Walton Goggins is normally down to do just about any silly type of role, whether it be as an overly-tanned Uncle Baby Billy or an eclectic vice principal. So when he was meeting with the team behind the Fallout adaptation, he was prepared to play something he had never played before: normal!
Goggins told Deadline that he was initially unfamiliar with the game and just assumed they wanted him to play a Vault Dweller. “I went online and began reading about the game,” he said. “Whatever article came up first in my search was about a guy leaving a vault, so I’m thinking, ‘Wow, that’s really interesting. That’s obviously who they want me for, the Vault Dweller that’s coming out into the world, of course.’” This, of course, was not what they wanted him for.

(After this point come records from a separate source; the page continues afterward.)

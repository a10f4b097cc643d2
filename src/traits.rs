//! The seam toward the presentation layer.

use crate::color::Color;
use crate::float_types::Real;
use crate::polygon::Polygon;

/// An external drawing surface.
///
/// The core never touches pixels; it only emits filled, stroked polygon
/// primitives and background clears. Anything that can honor those two
/// commands — an SVG document, a raster canvas, a plotter — can display a
/// partition.
pub trait Surface {
    /// Clear the whole surface to `color`.
    fn clear(&mut self, color: Color);

    /// Draw `polygon`, filled with its fill color and stroked with its
    /// stroke color at the given line weight.
    fn polygon(&mut self, polygon: &Polygon, weight: Real);
}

The actor was chosen for a dual role of Cooper Howard and his 200+ year old alter ego, The Ghoul, who survived the nuclear war. As it turns out, all of that radiation will get to you, as The Ghoul does not have a nose. But Goggins was already on board before he knew that. “Right out of the gate, maybe two minutes into the conversation, I did say that I was in, no matter what,” he explained. “And it was only after saying I was in that they said, ‘Well, don’t you want to know who you’re playing?’ And I said, ‘It doesn’t really matter. I’m in.’ And they said, ‘Well, you’re going to be playing a noseless, irradiated ghoul,’ and I said, ‘You know what? Maybe I should read those scripts. Yeah, maybe that’s a good idea, and let’s talk afterwards.'”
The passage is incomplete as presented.